戴國瑛猜忌胡傑,可又一直猶疑不定,才會放任胡傑做大,最終釀成這一場大戰,若他乾脆利落地快刀斬亂麻,在胡傑來不及反應前就將他控制住,胡傑就絕對奈何不了他,戴國瑛雖然狠,但卻少了那一份決斷力。

“若有一天我變成了今日之胡傑呢?”沈紹雋的言語中多了幾分澀然。

“我不會讓你走到那一步的,”喬霏斷然道,沒有一絲猶豫,“若真有那麼一天,我不管前面擋着是誰,也要護你周全。神擋殺神,佛擋殺佛!”

自認識沈紹雋的那一天,她就有了這樣的決心。

沈紹雋被她眉宇之間的毅然堅決懾住了,只覺得胸腔里的那顆心臟又開始不受控制的狂跳。

他沒有笑她一個小女子怎麼會有這麼大的口氣,下意識里他就是相信她,相信她不顧一切維護自己的決心。

“可是胡傑······若有一天我也如胡傑那樣自私······”他變得語無倫次。

“你與胡傑不同,對於我的意義也不同。”喬霏眼神灼灼地看着他,胡傑是她的好友,而他是她決定攜手共進退的人,從初識他的那一天起,她就沒有想過放棄他,當時是出於公心,現在卻是出於自己的私心。

“霏霏!”這個一向沉默少言的磐子最終只是動了動唇,吐出兩個字,將她緊緊擁入懷中。

“紹雋,我們今後所要面對的風雨恐怕要遠超今日的想象,我要我們永遠都保有這份對對方的信任、坦誠,甚至是忠誠,才有可能並肩闖過那些風暴,無論何時,我們都必須做最了解對方的人。”喬霏抬頭看着他的眼睛認真地說,她並不知道該如何談戀愛,該如何經營婚姻家庭,只是看多了身邊的悲歡離合,她深深明白彼此的信賴和需要,遠比一時的荷爾蒙衝動來得重要。

“一定會的!”他用力握了握她的肩膀,用簡短有力的言語作為回答。

沈紹雋性情風雅,有着舊式文人的脾性,他在上海置的這處宅子,也是達官貴人聚居的別墅區。

這是一座面積三百多平方米的花園別墅,一棟單層樓的小洋房佔地三分之一,其餘三分之二的花園種滿了花草樹木,兩排矮冬青圍着一個花壇,壇中種滿了各色芬芳的花卉。
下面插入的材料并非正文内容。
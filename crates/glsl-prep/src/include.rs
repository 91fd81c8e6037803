//! Recursive expansion of `//#INCLUDE "<path>"` directives.
//!
//! Include paths are always joined onto the base directory of the top-level
//! shader, never onto the directory of the file that contains the directive.

use std::fs;
use std::io;
use std::path::{Path, PathBuf};

use tracing::debug;

use crate::assemble::assemble;
use crate::error::{PreprocessError, Result};
use crate::lines::SourceFile;
use crate::scanner::{scan, IncludeDirective, INCLUDE_TOKEN};

pub const DEFAULT_MAX_INCLUDE_DEPTH: usize = 32;

/// Return the path of a well-formed include line.
///
/// The line has to split on single spaces into exactly `//#INCLUDE` and a
/// double-quoted, non-empty path.
pub fn parse_include_line(text: &str) -> Option<&str> {
    let tokens: Vec<&str> = text.split(' ').collect();
    match tokens.as_slice() {
        [INCLUDE_TOKEN, quoted] => {
            let quoted: &str = *quoted;
            quoted
                .strip_prefix('"')
                .and_then(|rest| rest.strip_suffix('"'))
                .filter(|path| !path.is_empty())
        }
        _ => None,
    }
}

/// Canonical form of a file already opened, falling back to the path as given
/// for sources that only exist in memory.
fn identity(path: &Path) -> PathBuf {
    fs::canonicalize(path).unwrap_or_else(|_| path.to_path_buf())
}

/// Resolution context for one top-level shader.
///
/// `stack` holds the canonical path of every file currently being expanded,
/// outermost first. A target already on the stack is a cycle.
#[derive(Debug)]
pub struct IncludeResolver {
    base_dir: PathBuf,
    stack: Vec<PathBuf>,
    max_depth: usize,
}

impl IncludeResolver {
    pub fn new<P: Into<PathBuf>>(base_dir: P) -> Self {
        Self {
            base_dir: base_dir.into(),
            stack: Vec::new(),
            max_depth: DEFAULT_MAX_INCLUDE_DEPTH,
        }
    }

    pub fn with_max_depth(mut self, max_depth: usize) -> Self {
        self.max_depth = max_depth;
        self
    }

    pub fn base_dir(&self) -> &Path {
        &self.base_dir
    }

    /// Resolve every directive found in `file`.
    pub fn resolve_all(
        &mut self,
        file: &SourceFile,
        includes: &mut [IncludeDirective],
    ) -> Result<()> {
        self.resolve_within(identity(file.path()), file, includes)
    }

    fn resolve_within(
        &mut self,
        canonical: PathBuf,
        file: &SourceFile,
        includes: &mut [IncludeDirective],
    ) -> Result<()> {
        self.stack.push(canonical);
        let result = includes
            .iter_mut()
            .try_for_each(|directive| self.resolve(file, directive));
        self.stack.pop();
        result
    }

    /// Parse one directive of `file` and store its fully expanded text.
    pub fn resolve(&mut self, file: &SourceFile, directive: &mut IncludeDirective) -> Result<()> {
        let line = directive.line_index;
        let text = file.line(line).map(|l| l.text.as_str()).unwrap_or_default();
        let target =
            parse_include_line(text).ok_or_else(|| PreprocessError::MalformedIncludeLine {
                file: file.path().to_path_buf(),
                line,
                text: text.to_string(),
            })?;

        directive.target = Some(target.to_string());
        directive.resolved = Some(self.expand(Path::new(target), file, line)?);
        Ok(())
    }

    fn expand(&mut self, target: &Path, from: &SourceFile, line: usize) -> Result<String> {
        if self.stack.len() > self.max_depth {
            return Err(PreprocessError::IncludeDepthExceeded {
                file: from.path().to_path_buf(),
                line,
                limit: self.max_depth,
            });
        }

        let path = self.base_dir.join(target);
        let canonical = fs::canonicalize(&path).map_err(|source| match source.kind() {
            io::ErrorKind::NotFound => PreprocessError::IncludeFileNotFound {
                target: path.clone(),
                file: from.path().to_path_buf(),
                line,
            },
            _ => PreprocessError::ReadError {
                path: path.clone(),
                source,
            },
        })?;
        if self.stack.contains(&canonical) {
            return Err(PreprocessError::IncludeCycle {
                target: canonical,
                chain: self.stack.clone(),
                file: from.path().to_path_buf(),
                line,
            });
        }

        let included = SourceFile::load(&path)?;
        let directives = scan(&included)?;
        if let Some(marker) = directives.block_marker {
            return Err(PreprocessError::NestedUniformBlock {
                file: included.path().to_path_buf(),
                line: marker,
            });
        }

        let mut includes = directives.includes;
        self.resolve_within(canonical, &included, &mut includes)?;
        let expanded = assemble(&included, &includes)?;
        debug!(
            include = %path.display(),
            depth = self.stack.len(),
            lines = included.len(),
            "resolved include"
        );
        Ok(expanded)
    }
}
這個花壇是他親手繪圖設計的,對於家居布置極為講究的他,還醉心於花草園藝,當初在北°平時他也常常指點着喬霏的四合院,這裡該放些什麼,那裡該種些什麼,只是喬霏對家居布置向來不上心,通常都是左耳進,右耳出。

而沈紹雋卻是連行軍打仗只要在某處稍微多駐紮一段時日,也要人將他的住處四壁裱糊一番,名軸滿牆,鮮花盈室,舒適移情,在這一點上他比她要講究得多。
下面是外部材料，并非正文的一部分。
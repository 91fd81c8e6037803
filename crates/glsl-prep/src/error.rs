use std::error::Error;
use std::fmt;
use std::fmt::{Display, Formatter};
use std::io;
use std::path::{Path, PathBuf};

pub type Result<T> = std::result::Result<T, PreprocessError>;

/// Everything that can abort a preprocessing pass.
///
/// Line numbers are stored as 0-based line indices and printed 1-based.
#[derive(Debug)]
pub enum PreprocessError {
    InvalidShaderKind(String),
    FileNotFound {
        path: PathBuf,
    },
    ReadError {
        path: PathBuf,
        source: io::Error,
    },
    IncludeFileNotFound {
        target: PathBuf,
        file: PathBuf,
        line: usize,
    },
    MalformedIncludeLine {
        file: PathBuf,
        line: usize,
        text: String,
    },
    IncludeCycle {
        target: PathBuf,
        chain: Vec<PathBuf>,
        file: PathBuf,
        line: usize,
    },
    IncludeDepthExceeded {
        file: PathBuf,
        line: usize,
        limit: usize,
    },
    DuplicateUniformBlock {
        file: PathBuf,
        first_line: usize,
        line: usize,
    },
    NestedUniformBlock {
        file: PathBuf,
        line: usize,
    },
    MalformedUniformBlock {
        file: PathBuf,
        line: usize,
        text: String,
    },
    UnterminatedUniformBlock {
        file: PathBuf,
        start_line: usize,
    },
    UnknownUniformType {
        ty: String,
        name: String,
    },
    UnresolvedInclude {
        file: PathBuf,
        line: usize,
    },
}

struct At<'a>(&'a Path, usize);

impl Display for At<'_> {
    fn fmt(&self, f: &mut Formatter) -> fmt::Result {
        write!(f, "{}, line {}", self.0.display(), self.1 + 1)
    }
}

impl Display for PreprocessError {
    fn fmt(&self, f: &mut Formatter) -> fmt::Result {
        match self {
            PreprocessError::InvalidShaderKind(kind) => {
                write!(f, "invalid shader type: {kind:?} (expected vert or frag)")
            }
            PreprocessError::FileNotFound { path } => {
                write!(f, "{}: file not found", path.display())
            }
            PreprocessError::ReadError { path, .. } => {
                write!(f, "{}: could not read file", path.display())
            }
            PreprocessError::IncludeFileNotFound { target, file, line } => write!(
                f,
                "{}: could not include \"{}\": no such file",
                At(file, *line),
                target.display()
            ),
            PreprocessError::MalformedIncludeLine { file, line, text } => write!(
                f,
                "{}: invalid include line (expected //#INCLUDE \"<path>\"): {text}",
                At(file, *line)
            ),
            PreprocessError::IncludeCycle {
                target,
                chain,
                file,
                line,
            } => {
                write!(
                    f,
                    "{}: recursive include of \"{}\" (",
                    At(file, *line),
                    target.display()
                )?;
                for path in chain {
                    write!(f, "{} -> ", path.display())?;
                }
                write!(f, "{})", target.display())
            }
            PreprocessError::IncludeDepthExceeded { file, line, limit } => write!(
                f,
                "{}: includes nested deeper than {limit} levels",
                At(file, *line)
            ),
            PreprocessError::DuplicateUniformBlock {
                file,
                first_line,
                line,
            } => write!(
                f,
                "{}: uniform block already found at line {}",
                At(file, *line),
                first_line + 1
            ),
            PreprocessError::NestedUniformBlock { file, line } => write!(
                f,
                "{}: included files may not declare a uniform block",
                At(file, *line)
            ),
            PreprocessError::MalformedUniformBlock { file, line, text } => write!(
                f,
                "{}: expected \"<type> <name>\" inside uniform block, got: {text}",
                At(file, *line)
            ),
            PreprocessError::UnterminatedUniformBlock { file, start_line } => write!(
                f,
                "{}: uniform block is never closed",
                At(file, *start_line)
            ),
            PreprocessError::UnknownUniformType { ty, name } => {
                write!(f, "uniform \"{name}\" has unsupported type \"{ty}\"")
            }
            PreprocessError::UnresolvedInclude { file, line } => {
                write!(f, "{}: include was never resolved", At(file, *line))
            }
        }
    }
}

impl Error for PreprocessError {
    fn source(&self) -> Option<&(dyn Error + 'static)> {
        match self {
            PreprocessError::ReadError { source, .. } => Some(source),
            _ => None,
        }
    }
}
對於這座新居,遠在前線的他無暇分身他顧,但在戰役的間隙卻抽空畫了新家的裝修圖,一一表示如何裝修擺設,貼心地設計了兩個書房和主卧的起居室,雖然沒有問過喬霏的意見,可是屋內陳設都細心地按照當年喬霏的習慣擺設,就算喬霏在這一點上很粗心,卻也輕易發現了,心裡暗暗感動不已。

而尤其是花園裡的花壇,沈紹雋精心設計不算,還詳細交代該種些什麼花草,好讓花壇保持一年四季鮮花常開。

喬霏細看之下,難免嘖嘖稱奇,這座宅子精巧雅緻,絲毫不遜於名家的設計風格,“你若是不從軍,恐怕要成為當世名士了。”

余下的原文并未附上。